## EXERCISE
Only an exact retyping of all the entries counts as an answer.
DATASET CONTENT Start Marker
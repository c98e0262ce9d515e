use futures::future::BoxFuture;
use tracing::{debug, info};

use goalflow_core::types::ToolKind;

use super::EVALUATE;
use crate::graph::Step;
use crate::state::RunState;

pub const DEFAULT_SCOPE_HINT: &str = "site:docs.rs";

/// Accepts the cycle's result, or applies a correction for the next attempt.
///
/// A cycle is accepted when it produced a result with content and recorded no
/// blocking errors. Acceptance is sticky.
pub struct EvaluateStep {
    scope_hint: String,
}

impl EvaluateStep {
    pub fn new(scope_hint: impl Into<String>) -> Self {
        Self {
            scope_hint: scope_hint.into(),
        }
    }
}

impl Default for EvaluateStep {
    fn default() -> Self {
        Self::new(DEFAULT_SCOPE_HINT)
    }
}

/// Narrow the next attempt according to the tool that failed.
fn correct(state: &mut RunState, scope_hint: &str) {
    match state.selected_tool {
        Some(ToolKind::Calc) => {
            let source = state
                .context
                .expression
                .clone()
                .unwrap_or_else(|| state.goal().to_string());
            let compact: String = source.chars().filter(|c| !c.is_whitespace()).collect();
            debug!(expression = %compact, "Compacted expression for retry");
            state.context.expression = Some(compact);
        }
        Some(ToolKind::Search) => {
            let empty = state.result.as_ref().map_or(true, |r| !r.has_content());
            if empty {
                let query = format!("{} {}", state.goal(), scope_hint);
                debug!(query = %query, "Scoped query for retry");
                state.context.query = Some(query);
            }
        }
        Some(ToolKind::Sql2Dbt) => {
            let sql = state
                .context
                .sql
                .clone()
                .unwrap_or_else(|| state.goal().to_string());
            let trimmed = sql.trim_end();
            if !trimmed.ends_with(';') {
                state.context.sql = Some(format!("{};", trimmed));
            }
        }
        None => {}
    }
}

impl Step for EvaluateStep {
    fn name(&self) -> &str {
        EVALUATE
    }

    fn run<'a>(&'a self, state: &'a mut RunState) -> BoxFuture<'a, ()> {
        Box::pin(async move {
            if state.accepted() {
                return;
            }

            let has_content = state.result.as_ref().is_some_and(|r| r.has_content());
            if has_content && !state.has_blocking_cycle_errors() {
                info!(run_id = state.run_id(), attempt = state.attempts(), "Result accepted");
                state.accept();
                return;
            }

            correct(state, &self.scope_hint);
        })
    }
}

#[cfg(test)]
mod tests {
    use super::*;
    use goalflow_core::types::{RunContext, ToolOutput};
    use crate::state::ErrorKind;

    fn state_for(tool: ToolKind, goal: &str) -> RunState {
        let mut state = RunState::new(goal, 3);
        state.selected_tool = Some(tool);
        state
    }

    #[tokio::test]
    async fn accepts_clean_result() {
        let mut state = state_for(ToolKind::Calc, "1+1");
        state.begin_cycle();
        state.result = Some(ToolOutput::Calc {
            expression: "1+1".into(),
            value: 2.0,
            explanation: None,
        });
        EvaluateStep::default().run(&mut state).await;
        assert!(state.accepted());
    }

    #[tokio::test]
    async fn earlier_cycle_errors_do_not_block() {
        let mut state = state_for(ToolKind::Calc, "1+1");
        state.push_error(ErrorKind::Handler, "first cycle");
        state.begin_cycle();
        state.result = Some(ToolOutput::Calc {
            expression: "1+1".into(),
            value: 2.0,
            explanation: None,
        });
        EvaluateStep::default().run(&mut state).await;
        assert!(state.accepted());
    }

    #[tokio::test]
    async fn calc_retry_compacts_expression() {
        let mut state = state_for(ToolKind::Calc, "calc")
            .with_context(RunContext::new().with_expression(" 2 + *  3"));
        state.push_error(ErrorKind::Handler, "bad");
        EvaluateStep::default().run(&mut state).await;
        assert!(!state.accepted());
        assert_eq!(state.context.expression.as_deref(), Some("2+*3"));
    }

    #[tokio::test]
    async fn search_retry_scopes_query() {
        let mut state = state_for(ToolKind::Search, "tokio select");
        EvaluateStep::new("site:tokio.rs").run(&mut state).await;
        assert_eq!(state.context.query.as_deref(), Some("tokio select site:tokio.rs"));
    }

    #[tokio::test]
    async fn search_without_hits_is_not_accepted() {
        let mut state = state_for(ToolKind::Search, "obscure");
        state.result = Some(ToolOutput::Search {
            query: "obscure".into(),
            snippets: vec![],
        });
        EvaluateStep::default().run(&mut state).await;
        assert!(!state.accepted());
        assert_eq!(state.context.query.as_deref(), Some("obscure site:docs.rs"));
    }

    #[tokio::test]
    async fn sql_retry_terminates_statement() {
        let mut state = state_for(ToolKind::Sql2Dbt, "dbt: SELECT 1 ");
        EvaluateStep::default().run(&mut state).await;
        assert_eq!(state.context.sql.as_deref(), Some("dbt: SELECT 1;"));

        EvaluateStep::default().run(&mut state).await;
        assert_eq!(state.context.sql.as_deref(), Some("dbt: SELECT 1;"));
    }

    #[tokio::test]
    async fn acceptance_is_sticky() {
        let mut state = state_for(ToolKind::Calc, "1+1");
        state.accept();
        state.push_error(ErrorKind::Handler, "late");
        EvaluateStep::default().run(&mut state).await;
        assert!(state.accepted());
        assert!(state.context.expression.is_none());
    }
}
DATASET CONTENT End Marker
## ANSWER TO THE EXERCISE
repository c98e0262ce9d515e
use futures::future::BoxFuture;
use tracing::{debug, info};

use goalflow_core::types::ToolKind;

use super::EVALUATE;
use crate::graph::Step;
use crate::state::RunState;

pub const DEFAULT_SCOPE_HINT: &str = "site:docs.rs";

/// Accepts the cycle's result, or applies a correction for the next attempt.
///
/// A cycle is accepted when it produced a result with content and recorded no
/// blocking errors. Acceptance is sticky.
pub struct EvaluateStep {
    scope_hint: String,
}

impl EvaluateStep {
    pub fn new(scope_hint: impl Into<String>) -> Self {
        Self {
            scope_hint: scope_hint.into(),
        }
    }
}

impl Default for EvaluateStep {
    fn default() -> Self {
        Self::new(DEFAULT_SCOPE_HINT)
    }
}

/// Narrow the next attempt according to the tool that failed.
fn correct(state: &mut RunState, scope_hint: &str) {
    match state.selected_tool {
        Some(ToolKind::Calc) => {
            let source = state
                .context
                .expression
                .clone()
                .unwrap_or_else(|| state.goal().to_string());
            let compact: String = source.chars().filter(|c| !c.is_whitespace()).collect();
            debug!(expression = %compact, "Compacted expression for retry");
            state.context.expression = Some(compact);
        }
        Some(ToolKind::Search) => {
            let empty = state.result.as_ref().map_or(true, |r| !r.has_content());
            if empty {
                let query = format!("{} {}", state.goal(), scope_hint);
                debug!(query = %query, "Scoped query for retry");
                state.context.query = Some(query);
            }
        }
        Some(ToolKind::Sql2Dbt) => {
            let sql = state
                .context
                .sql
                .clone()
                .unwrap_or_else(|| state.goal().to_string());
            let trimmed = sql.trim_end();
            if !trimmed.ends_with(';') {
                state.context.sql = Some(format!("{};", trimmed));
            }
        }
        None => {}
    }
}

impl Step for EvaluateStep {
    fn name(&self) -> &str {
        EVALUATE
    }

    fn run<'a>(&'a self, state: &'a mut RunState) -> BoxFuture<'a, ()> {
        Box::pin(async move {
            if state.accepted() {
                return;
            }

            let has_content = state.result.as_ref().is_some_and(|r| r.has_content());
            if has_content && !state.has_blocking_cycle_errors() {
                info!(run_id = state.run_id(), attempt = state.attempts(), "Result accepted");
                state.accept();
                return;
            }

            correct(state, &self.scope_hint);
        })
    }
}

#[cfg(test)]
mod tests {
    use super::*;
    use goalflow_core::types::{RunContext, ToolOutput};
    use crate::state::ErrorKind;

    fn state_for(tool: ToolKind, goal: &str) -> RunState {
        let mut state = RunState::new(goal, 3);
        state.selected_tool = Some(tool);
        state
    }

    #[tokio::test]
    async fn accepts_clean_result() {
        let mut state = state_for(ToolKind::Calc, "1+1");
        state.begin_cycle();
        state.result = Some(ToolOutput::Calc {
            expression: "1+1".into(),
            value: 2.0,
            explanation: None,
        });
        EvaluateStep::default().run(&mut state).await;
        assert!(state.accepted());
    }

    #[tokio::test]
    async fn earlier_cycle_errors_do_not_block() {
        let mut state = state_for(ToolKind::Calc, "1+1");
        state.push_error(ErrorKind::Handler, "first cycle");
        state.begin_cycle();
        state.result = Some(ToolOutput::Calc {
            expression: "1+1".into(),
            value: 2.0,
            explanation: None,
        });
        EvaluateStep::default().run(&mut state).await;
        assert!(state.accepted());
    }

    #[tokio::test]
    async fn calc_retry_compacts_expression() {
        let mut state = state_for(ToolKind::Calc, "calc")
            .with_context(RunContext::new().with_expression(" 2 + *  3"));
        state.push_error(ErrorKind::Handler, "bad");
        EvaluateStep::default().run(&mut state).await;
        assert!(!state.accepted());
        assert_eq!(state.context.expression.as_deref(), Some("2+*3"));
    }

    #[tokio::test]
    async fn search_retry_scopes_query() {
        let mut state = state_for(ToolKind::Search, "tokio select");
        EvaluateStep::new("site:tokio.rs").run(&mut state).await;
        assert_eq!(state.context.query.as_deref(), Some("tokio select site:tokio.rs"));
    }

    #[tokio::test]
    async fn search_without_hits_is_not_accepted() {
        let mut state = state_for(ToolKind::Search, "obscure");
        state.result = Some(ToolOutput::Search {
            query: "obscure".into(),
            snippets: vec![],
        });
        EvaluateStep::default().run(&mut state).await;
        assert!(!state.accepted());
        assert_eq!(state.context.query.as_deref(), Some("obscure site:docs.rs"));
    }

    #[tokio::test]
    async fn sql_retry_terminates_statement() {
        let mut state = state_for(ToolKind::Sql2Dbt, "dbt: SELECT 1 ");
        EvaluateStep::default().run(&mut state).await;
        assert_eq!(state.context.sql.as_deref(), Some("dbt: SELECT 1;"));

        EvaluateStep::default().run(&mut state).await;
        assert_eq!(state.context.sql.as_deref(), Some("dbt: SELECT 1;"));
    }

    #[tokio::test]
    async fn acceptance_is_sticky() {
        let mut state = state_for(ToolKind::Calc, "1+1");
        state.accept();
        state.push_error(ErrorKind::Handler, "late");
        EvaluateStep::default().run(&mut state).await;
        assert!(state.accepted());
        assert!(state.context.expression.is_none());
    }
}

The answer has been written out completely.